Problem statement -
Nothing is needed except the lines below that run from the one with "landmark detection worker." through the one with "frame is ever in", repeated exactly.

[Saved entries]
□ □ □

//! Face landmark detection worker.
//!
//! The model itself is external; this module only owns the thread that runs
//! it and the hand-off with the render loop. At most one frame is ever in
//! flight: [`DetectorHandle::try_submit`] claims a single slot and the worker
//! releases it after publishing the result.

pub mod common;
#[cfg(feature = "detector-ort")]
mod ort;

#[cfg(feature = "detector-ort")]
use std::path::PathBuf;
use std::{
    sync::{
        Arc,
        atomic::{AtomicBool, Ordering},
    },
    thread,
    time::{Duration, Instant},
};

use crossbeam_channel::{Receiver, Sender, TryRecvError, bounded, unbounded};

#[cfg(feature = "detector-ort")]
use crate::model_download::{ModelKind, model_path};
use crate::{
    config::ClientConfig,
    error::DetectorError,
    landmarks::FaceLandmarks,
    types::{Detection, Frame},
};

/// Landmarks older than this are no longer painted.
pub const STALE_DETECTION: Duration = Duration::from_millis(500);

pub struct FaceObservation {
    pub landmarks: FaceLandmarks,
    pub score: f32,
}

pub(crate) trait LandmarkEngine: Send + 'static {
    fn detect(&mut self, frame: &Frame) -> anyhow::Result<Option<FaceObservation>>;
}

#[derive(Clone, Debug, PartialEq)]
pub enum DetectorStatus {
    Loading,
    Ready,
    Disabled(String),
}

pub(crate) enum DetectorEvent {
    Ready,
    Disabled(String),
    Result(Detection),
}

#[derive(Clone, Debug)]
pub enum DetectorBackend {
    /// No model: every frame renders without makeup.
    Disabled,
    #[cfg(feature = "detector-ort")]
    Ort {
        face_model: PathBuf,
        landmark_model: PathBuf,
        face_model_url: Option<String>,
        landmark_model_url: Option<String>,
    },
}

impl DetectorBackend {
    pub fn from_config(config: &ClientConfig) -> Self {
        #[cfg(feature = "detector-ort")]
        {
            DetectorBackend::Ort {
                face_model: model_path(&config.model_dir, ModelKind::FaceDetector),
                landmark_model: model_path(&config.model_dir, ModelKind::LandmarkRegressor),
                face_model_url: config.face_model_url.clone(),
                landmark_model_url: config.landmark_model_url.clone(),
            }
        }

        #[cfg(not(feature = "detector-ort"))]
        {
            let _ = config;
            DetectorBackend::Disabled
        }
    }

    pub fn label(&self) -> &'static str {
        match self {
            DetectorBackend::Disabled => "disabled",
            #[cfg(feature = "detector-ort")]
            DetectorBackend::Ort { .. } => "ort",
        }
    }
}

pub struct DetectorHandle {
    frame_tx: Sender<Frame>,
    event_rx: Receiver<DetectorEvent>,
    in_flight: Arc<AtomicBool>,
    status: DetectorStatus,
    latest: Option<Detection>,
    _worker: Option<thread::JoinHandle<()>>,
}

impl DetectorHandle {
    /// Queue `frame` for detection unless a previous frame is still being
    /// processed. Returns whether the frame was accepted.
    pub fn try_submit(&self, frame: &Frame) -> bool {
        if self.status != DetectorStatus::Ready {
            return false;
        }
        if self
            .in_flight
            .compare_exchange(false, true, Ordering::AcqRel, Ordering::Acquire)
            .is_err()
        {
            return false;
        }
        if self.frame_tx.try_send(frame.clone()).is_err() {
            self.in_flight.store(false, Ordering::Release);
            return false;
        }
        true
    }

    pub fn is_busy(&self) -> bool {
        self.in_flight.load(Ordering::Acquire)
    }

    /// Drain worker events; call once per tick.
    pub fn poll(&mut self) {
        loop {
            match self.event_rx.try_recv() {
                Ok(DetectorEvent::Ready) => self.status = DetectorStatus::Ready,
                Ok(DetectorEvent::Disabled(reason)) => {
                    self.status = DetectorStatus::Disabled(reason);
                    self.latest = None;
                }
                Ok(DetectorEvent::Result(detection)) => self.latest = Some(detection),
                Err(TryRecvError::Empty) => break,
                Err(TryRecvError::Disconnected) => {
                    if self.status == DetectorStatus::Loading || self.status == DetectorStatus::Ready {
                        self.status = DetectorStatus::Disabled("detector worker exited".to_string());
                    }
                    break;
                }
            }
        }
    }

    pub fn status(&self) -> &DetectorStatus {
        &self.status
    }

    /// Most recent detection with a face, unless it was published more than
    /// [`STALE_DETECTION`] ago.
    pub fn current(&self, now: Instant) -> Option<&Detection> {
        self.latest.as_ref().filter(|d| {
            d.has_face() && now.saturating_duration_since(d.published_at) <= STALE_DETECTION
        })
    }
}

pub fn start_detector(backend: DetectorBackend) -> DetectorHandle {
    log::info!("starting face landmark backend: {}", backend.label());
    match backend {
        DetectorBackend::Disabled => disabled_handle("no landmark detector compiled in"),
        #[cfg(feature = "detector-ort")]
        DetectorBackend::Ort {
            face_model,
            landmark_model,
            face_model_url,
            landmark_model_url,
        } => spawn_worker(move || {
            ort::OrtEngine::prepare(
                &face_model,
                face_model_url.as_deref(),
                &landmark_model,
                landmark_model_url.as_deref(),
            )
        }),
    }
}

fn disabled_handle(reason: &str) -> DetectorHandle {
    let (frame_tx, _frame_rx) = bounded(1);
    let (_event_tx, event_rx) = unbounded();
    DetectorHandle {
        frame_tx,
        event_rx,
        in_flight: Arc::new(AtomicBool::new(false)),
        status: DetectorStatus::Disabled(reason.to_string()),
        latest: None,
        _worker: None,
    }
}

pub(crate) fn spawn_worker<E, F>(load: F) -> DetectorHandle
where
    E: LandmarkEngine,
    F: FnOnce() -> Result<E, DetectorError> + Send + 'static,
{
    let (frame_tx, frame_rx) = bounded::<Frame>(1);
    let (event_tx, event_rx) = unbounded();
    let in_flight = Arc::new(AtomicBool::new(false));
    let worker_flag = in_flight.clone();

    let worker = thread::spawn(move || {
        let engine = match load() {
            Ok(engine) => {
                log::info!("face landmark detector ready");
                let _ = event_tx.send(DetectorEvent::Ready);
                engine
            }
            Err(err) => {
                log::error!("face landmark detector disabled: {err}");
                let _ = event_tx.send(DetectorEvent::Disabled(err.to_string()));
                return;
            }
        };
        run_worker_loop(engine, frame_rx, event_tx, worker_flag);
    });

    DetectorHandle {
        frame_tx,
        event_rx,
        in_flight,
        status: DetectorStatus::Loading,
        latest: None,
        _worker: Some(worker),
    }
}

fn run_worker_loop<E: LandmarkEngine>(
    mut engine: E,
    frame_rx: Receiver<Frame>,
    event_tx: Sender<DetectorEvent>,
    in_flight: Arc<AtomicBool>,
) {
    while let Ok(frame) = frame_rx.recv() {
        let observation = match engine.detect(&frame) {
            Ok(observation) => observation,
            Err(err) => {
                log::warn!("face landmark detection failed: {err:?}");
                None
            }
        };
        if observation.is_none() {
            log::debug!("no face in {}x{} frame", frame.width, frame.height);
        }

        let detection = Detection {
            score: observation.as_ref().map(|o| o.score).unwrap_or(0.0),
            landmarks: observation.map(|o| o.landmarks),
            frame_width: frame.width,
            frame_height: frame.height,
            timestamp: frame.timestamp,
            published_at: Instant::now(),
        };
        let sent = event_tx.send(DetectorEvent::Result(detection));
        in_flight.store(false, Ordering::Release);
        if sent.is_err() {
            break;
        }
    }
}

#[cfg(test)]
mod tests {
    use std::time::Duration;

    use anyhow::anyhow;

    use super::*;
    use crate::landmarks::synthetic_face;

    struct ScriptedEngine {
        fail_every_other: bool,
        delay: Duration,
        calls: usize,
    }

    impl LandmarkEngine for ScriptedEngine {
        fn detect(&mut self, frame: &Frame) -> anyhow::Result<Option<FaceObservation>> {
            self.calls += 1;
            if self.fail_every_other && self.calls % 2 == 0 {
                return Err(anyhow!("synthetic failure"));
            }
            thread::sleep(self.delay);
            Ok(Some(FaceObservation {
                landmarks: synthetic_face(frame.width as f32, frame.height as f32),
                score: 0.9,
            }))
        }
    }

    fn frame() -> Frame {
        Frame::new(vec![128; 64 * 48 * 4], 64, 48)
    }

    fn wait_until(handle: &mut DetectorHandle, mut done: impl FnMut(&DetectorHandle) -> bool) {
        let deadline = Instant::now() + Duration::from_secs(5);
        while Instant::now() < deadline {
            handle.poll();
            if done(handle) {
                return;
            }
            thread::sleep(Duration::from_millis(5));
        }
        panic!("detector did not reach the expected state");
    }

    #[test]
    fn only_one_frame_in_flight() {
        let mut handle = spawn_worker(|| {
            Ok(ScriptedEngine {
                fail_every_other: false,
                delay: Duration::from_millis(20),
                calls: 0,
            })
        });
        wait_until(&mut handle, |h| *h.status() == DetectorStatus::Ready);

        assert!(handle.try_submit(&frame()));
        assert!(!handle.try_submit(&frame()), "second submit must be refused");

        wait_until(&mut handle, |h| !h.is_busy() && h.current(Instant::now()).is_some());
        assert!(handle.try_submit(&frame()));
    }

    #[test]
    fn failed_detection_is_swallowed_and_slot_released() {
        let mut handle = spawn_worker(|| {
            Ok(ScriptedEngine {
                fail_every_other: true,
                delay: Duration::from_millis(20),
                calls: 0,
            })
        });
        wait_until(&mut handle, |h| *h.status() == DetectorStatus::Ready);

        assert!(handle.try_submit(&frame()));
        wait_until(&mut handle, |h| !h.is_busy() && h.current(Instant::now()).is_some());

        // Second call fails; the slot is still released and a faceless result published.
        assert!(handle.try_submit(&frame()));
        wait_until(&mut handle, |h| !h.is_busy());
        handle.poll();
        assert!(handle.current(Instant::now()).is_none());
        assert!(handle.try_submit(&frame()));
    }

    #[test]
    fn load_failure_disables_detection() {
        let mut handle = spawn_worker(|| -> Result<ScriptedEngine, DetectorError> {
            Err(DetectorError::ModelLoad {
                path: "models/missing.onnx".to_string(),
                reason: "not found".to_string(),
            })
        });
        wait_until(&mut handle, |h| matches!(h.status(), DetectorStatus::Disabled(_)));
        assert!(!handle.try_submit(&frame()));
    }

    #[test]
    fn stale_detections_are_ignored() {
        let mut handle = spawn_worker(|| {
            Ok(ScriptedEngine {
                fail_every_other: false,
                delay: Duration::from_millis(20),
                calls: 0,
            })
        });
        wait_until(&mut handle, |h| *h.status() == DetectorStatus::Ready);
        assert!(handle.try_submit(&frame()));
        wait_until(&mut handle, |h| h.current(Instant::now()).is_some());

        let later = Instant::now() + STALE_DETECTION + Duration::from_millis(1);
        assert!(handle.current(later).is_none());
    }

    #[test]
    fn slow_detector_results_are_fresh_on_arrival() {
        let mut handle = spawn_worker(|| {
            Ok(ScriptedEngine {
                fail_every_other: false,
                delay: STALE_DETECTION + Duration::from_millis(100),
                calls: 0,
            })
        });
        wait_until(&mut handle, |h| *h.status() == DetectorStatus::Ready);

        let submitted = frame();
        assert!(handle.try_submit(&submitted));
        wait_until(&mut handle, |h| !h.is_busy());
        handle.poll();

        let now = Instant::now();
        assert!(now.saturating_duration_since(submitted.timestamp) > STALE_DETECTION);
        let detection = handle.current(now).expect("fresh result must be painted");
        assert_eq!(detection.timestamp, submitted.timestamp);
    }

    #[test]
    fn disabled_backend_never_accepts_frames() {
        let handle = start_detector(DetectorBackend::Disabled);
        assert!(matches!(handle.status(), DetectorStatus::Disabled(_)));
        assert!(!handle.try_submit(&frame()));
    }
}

□ □ □

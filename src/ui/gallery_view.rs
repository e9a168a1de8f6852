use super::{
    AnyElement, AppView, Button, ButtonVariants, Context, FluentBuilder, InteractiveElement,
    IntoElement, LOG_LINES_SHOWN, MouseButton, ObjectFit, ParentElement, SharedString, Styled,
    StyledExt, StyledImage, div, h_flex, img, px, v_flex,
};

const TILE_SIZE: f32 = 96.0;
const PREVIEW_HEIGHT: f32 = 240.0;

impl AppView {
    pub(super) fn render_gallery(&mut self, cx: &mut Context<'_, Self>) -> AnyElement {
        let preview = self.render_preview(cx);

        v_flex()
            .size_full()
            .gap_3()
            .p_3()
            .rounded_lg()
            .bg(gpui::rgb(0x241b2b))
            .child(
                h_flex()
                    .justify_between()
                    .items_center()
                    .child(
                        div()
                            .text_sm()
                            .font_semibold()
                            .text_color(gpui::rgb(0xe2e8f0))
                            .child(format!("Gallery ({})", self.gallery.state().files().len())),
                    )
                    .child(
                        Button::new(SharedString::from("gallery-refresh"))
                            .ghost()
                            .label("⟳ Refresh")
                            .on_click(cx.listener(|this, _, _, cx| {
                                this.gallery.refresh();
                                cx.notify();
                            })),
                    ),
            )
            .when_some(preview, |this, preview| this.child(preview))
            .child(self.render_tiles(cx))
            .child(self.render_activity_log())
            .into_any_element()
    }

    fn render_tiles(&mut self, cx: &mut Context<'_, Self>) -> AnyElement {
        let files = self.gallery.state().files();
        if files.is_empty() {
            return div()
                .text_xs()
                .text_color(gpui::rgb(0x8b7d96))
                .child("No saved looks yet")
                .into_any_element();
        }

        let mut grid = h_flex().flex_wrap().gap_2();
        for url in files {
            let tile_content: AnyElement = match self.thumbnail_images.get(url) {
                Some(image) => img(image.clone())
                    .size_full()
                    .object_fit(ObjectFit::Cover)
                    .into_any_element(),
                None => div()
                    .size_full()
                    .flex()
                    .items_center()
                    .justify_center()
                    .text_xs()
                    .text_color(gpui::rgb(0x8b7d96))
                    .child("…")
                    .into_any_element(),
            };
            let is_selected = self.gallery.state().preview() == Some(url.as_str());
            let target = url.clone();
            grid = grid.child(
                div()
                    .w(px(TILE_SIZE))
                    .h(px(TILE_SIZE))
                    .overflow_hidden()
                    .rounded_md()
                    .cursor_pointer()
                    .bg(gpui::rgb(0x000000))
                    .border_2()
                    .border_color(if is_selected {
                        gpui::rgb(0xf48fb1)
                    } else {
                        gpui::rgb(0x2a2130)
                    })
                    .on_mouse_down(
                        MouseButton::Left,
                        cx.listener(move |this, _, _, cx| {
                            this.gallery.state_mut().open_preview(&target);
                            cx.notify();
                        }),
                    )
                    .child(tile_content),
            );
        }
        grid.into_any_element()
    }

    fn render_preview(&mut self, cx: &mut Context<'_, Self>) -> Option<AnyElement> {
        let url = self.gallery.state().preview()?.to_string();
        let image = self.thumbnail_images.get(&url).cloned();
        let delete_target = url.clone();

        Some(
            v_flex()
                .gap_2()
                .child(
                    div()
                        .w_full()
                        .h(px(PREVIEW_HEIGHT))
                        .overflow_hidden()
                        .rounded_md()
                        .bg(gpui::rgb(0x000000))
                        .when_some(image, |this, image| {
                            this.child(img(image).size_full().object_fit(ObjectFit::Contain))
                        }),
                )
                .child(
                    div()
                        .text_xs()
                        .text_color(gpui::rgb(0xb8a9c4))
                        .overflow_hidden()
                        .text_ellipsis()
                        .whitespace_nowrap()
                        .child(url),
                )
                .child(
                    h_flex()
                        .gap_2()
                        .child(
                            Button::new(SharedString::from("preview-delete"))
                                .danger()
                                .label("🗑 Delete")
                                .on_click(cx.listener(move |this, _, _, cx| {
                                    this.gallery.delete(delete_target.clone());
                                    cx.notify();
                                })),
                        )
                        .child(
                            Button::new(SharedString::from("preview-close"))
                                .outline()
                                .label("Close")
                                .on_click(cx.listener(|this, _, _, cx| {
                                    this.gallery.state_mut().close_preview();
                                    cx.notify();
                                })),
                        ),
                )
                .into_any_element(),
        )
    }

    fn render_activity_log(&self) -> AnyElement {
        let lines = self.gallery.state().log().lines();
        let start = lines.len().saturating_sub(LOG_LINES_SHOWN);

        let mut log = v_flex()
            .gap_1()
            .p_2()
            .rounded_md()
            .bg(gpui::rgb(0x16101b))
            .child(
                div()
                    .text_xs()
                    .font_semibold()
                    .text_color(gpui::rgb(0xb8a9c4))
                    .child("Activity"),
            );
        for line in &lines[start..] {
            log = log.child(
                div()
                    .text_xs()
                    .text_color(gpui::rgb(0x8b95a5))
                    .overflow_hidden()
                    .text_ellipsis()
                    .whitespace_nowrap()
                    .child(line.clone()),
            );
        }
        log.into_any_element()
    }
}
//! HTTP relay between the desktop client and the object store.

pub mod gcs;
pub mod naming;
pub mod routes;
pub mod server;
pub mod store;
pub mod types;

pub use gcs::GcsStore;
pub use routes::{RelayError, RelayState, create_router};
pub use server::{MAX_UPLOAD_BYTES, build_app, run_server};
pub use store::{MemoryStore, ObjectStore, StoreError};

□ □ □

Answer box -
//! Face landmark detection worker.
//!
//! The model itself is external; this module only owns the thread that runs
//! it and the hand-off with the render loop. At most one frame is ever in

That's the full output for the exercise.